## Directions for this task
Only lines with the string "bool" matter here; gather them from the material below.
***** Material provided
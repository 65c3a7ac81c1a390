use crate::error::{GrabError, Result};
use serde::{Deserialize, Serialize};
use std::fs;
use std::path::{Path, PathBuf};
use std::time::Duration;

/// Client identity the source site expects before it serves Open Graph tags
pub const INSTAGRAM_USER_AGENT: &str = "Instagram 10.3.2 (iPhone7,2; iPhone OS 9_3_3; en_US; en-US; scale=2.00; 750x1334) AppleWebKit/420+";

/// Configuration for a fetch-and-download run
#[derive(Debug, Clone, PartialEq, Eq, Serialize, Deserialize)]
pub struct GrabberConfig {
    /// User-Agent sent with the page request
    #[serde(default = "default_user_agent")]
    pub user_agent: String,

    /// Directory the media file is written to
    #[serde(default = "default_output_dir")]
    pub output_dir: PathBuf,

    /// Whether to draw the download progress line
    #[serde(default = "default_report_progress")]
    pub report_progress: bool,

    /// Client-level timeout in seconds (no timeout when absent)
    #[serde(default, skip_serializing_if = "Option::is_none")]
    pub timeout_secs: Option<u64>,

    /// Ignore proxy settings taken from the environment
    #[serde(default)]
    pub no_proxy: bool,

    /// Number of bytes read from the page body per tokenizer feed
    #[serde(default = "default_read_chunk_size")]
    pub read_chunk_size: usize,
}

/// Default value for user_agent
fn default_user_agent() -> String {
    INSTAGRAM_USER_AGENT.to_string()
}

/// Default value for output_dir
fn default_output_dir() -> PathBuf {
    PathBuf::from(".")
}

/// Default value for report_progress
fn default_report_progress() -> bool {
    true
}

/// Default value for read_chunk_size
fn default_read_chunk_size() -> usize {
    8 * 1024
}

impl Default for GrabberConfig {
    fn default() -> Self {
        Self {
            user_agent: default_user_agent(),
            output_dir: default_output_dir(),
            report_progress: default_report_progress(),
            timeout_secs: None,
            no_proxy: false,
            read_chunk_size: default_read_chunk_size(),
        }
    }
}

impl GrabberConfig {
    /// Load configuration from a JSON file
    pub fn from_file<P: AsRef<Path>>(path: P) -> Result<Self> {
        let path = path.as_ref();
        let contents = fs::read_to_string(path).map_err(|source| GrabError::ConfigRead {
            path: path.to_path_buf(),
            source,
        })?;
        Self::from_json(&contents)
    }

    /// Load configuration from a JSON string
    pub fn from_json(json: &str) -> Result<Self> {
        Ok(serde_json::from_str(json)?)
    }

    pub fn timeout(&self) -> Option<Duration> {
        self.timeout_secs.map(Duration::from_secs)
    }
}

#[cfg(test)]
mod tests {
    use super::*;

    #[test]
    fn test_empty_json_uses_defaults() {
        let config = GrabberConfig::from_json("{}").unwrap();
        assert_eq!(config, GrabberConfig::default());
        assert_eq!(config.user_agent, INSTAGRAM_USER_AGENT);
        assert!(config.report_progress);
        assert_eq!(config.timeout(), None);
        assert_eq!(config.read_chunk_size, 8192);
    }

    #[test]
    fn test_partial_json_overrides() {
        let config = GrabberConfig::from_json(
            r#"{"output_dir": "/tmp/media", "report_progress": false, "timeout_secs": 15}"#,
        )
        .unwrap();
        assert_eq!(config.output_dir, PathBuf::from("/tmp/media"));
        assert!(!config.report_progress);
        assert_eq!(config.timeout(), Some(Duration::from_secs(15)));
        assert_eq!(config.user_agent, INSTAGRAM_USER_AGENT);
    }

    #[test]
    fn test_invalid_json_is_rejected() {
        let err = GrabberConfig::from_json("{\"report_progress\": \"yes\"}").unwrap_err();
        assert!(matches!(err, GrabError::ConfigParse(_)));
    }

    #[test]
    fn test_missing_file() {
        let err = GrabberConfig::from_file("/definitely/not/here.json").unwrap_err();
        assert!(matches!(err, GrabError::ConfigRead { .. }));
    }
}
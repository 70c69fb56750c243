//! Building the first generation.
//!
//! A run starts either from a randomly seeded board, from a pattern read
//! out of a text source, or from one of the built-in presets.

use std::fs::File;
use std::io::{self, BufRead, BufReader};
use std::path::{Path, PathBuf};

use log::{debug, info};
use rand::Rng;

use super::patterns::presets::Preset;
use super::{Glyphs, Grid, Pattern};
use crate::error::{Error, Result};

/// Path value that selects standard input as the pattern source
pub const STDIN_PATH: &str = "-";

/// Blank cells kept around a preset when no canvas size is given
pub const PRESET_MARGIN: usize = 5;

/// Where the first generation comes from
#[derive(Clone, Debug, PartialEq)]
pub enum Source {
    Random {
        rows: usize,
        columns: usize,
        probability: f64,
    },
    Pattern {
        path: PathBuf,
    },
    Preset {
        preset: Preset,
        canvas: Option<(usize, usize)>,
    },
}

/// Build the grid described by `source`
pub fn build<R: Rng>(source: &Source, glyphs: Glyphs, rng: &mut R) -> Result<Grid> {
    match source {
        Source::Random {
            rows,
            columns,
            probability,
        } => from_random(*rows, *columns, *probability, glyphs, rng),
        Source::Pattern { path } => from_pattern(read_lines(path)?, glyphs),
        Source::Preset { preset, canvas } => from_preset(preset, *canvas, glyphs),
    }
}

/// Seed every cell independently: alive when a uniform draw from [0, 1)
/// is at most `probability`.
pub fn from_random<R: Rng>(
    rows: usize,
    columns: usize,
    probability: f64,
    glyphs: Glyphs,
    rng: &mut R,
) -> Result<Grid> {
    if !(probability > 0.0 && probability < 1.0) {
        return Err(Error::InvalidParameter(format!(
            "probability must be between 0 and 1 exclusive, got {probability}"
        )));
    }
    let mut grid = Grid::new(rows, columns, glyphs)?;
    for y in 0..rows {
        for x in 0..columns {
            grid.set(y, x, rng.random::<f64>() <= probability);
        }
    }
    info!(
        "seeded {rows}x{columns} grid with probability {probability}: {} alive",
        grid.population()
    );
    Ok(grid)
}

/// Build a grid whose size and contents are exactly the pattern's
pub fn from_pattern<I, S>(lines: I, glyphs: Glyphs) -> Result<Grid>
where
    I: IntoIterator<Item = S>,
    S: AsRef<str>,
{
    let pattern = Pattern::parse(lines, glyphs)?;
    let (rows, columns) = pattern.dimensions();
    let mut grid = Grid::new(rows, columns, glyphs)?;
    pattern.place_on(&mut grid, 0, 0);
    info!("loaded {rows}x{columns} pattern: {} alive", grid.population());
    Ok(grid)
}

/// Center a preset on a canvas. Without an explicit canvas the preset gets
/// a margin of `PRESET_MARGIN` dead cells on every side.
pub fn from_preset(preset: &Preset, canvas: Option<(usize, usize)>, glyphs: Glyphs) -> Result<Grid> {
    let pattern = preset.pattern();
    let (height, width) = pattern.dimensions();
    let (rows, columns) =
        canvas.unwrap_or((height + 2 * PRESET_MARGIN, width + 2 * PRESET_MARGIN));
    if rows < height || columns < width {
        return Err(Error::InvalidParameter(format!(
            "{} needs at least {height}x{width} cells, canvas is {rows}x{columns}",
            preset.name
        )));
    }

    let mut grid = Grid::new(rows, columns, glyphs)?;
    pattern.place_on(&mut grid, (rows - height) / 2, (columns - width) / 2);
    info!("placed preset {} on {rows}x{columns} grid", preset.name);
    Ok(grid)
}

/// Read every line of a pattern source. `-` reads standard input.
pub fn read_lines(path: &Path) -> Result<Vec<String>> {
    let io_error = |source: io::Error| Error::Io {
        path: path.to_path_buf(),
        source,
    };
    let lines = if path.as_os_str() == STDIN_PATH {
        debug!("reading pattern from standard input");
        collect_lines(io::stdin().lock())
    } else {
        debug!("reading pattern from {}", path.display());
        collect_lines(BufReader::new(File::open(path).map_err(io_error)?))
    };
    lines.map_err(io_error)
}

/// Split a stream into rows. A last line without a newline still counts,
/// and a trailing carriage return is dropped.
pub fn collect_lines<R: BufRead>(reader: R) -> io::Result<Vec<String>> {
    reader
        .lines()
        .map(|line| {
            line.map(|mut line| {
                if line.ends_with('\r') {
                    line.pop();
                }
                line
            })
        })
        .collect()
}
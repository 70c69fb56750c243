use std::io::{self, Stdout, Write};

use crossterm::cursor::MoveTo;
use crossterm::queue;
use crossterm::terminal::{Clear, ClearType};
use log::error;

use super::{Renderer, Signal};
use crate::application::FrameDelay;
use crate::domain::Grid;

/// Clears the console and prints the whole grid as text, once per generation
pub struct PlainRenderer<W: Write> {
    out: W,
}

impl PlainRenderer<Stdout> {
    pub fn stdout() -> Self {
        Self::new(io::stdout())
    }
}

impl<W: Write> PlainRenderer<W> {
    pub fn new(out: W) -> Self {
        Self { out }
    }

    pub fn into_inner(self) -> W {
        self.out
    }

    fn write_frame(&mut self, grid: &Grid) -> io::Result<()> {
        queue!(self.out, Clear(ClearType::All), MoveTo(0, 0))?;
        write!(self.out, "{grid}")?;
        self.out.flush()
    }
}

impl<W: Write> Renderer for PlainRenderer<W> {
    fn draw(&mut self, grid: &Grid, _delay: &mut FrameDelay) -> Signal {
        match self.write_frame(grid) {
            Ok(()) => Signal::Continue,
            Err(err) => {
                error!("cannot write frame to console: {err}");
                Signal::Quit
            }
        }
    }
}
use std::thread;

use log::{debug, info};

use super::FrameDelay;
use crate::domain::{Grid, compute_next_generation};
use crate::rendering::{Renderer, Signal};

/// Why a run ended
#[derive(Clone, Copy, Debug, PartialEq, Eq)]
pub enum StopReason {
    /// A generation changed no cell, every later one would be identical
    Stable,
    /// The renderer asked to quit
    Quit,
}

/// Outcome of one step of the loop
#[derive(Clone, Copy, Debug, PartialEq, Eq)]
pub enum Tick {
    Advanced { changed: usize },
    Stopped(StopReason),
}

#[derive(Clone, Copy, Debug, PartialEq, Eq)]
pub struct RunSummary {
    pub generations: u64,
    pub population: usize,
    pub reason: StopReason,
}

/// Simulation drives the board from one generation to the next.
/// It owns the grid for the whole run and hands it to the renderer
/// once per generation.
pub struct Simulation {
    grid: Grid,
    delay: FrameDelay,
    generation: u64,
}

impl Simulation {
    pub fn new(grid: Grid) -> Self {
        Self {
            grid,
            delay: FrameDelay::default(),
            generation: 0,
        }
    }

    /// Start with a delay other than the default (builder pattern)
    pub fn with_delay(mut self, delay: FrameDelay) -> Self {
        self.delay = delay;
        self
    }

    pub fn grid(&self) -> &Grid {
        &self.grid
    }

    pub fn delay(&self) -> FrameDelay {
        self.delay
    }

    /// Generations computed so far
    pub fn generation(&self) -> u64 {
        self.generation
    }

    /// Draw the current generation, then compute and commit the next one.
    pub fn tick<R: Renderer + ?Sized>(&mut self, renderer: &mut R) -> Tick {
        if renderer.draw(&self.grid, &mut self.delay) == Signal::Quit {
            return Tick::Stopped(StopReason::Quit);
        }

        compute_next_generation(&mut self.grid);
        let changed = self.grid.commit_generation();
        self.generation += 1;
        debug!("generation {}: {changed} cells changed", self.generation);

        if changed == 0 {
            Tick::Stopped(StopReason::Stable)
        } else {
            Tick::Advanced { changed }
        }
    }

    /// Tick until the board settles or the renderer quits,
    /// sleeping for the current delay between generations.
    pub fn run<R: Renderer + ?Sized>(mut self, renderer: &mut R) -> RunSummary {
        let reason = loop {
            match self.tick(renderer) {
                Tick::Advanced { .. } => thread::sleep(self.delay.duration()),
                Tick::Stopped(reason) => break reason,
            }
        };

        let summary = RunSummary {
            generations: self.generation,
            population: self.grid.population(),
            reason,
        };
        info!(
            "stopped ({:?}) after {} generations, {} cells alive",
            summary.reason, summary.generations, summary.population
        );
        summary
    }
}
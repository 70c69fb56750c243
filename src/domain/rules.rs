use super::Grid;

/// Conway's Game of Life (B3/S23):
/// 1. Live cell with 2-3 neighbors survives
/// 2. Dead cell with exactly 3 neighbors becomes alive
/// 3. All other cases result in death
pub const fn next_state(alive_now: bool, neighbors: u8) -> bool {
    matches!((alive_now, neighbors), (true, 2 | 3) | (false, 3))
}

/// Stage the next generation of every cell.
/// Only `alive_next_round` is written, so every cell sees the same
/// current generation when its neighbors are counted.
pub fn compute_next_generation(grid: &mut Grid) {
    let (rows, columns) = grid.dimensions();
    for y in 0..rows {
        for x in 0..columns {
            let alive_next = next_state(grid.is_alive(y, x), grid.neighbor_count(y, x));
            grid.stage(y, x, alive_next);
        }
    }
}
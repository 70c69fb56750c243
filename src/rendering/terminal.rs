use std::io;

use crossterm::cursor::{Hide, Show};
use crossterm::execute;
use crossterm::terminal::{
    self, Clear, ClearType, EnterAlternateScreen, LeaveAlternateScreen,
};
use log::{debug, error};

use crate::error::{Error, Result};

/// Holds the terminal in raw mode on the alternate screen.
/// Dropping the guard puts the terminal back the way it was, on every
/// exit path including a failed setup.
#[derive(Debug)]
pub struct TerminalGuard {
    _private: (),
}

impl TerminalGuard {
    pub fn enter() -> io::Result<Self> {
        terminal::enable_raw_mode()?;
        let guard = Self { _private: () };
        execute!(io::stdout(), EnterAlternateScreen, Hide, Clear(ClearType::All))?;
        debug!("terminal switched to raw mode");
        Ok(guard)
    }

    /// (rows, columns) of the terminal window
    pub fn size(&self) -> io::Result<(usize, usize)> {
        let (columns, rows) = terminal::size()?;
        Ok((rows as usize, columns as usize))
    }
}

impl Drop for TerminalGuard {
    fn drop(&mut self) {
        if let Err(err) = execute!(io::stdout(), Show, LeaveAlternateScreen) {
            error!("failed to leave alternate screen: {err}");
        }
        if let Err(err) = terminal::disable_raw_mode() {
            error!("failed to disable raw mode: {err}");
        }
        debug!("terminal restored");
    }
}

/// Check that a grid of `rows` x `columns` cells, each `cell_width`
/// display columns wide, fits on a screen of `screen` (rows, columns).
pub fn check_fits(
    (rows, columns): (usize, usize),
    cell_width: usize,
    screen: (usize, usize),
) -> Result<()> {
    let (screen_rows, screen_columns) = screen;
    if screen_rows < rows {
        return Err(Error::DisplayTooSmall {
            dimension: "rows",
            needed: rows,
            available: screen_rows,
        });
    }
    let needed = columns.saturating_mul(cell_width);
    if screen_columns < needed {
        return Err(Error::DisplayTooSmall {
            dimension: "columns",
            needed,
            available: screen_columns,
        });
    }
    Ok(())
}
**********
## Task output
    pub report_progress: bool,
    pub no_proxy: bool,
fn default_report_progress() -> bool {
pub const fn next_state(alive_now: bool, neighbors: u8) -> bool {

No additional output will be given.